Segment Open

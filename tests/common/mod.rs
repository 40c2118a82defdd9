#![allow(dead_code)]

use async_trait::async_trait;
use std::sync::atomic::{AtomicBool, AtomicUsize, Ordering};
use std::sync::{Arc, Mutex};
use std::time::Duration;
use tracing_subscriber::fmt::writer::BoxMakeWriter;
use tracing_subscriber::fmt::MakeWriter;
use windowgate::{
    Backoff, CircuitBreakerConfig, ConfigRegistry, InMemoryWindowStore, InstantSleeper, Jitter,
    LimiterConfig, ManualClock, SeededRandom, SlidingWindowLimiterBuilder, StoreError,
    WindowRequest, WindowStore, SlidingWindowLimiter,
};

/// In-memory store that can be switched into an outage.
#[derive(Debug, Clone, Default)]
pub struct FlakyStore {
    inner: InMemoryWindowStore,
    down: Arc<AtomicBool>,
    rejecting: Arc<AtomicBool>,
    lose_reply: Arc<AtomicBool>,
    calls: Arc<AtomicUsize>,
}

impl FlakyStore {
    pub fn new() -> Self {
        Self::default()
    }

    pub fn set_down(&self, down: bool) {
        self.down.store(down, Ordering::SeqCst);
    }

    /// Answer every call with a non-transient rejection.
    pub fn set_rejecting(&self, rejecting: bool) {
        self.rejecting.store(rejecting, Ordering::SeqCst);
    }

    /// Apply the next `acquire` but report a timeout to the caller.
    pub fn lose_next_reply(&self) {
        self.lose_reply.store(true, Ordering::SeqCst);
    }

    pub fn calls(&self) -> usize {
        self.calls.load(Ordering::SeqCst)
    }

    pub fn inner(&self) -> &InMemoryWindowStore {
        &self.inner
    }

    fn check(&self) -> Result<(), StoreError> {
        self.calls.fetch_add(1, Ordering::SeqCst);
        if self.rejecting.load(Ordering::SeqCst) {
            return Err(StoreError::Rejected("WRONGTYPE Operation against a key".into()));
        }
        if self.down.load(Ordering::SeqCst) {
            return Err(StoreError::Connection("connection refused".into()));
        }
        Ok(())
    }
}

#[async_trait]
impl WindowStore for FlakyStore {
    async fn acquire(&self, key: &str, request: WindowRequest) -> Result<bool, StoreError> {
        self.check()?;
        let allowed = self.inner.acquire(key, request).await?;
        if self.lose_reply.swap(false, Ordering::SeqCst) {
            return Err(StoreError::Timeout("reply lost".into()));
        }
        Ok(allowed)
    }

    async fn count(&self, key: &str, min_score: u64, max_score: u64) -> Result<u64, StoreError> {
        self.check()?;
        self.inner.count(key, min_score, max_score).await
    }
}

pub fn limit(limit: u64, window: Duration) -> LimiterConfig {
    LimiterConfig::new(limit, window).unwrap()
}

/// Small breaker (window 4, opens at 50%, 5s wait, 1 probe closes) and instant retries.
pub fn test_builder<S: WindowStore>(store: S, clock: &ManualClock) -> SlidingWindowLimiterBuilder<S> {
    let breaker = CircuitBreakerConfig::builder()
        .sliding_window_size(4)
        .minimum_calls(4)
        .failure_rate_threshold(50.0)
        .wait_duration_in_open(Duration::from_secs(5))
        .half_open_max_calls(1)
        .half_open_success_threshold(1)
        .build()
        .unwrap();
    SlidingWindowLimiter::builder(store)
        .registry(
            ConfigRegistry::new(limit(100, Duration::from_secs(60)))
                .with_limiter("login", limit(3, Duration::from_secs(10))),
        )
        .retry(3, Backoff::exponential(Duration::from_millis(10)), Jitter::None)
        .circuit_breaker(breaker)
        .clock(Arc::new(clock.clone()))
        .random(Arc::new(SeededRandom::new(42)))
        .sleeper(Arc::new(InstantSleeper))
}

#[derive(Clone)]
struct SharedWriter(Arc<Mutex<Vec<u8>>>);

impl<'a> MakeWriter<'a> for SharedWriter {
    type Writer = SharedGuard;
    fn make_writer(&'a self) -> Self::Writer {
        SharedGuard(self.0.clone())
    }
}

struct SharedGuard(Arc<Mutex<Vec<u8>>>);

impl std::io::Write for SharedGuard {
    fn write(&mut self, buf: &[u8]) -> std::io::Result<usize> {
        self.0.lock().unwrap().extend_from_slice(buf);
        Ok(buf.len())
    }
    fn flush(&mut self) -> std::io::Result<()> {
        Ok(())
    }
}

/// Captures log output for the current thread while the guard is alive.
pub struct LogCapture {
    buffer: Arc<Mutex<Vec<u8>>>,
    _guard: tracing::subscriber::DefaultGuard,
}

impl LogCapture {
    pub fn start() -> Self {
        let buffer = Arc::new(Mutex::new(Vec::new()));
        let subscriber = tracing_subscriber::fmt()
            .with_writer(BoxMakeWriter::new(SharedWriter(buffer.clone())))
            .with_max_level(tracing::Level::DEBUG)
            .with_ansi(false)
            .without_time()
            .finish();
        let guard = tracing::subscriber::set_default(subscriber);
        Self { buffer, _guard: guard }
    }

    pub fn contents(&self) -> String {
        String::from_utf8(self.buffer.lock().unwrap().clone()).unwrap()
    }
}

Segment Closed

What to do
For the word "Backoff", please count the lines in the data where it appears and respond with the number only.

Your solution
2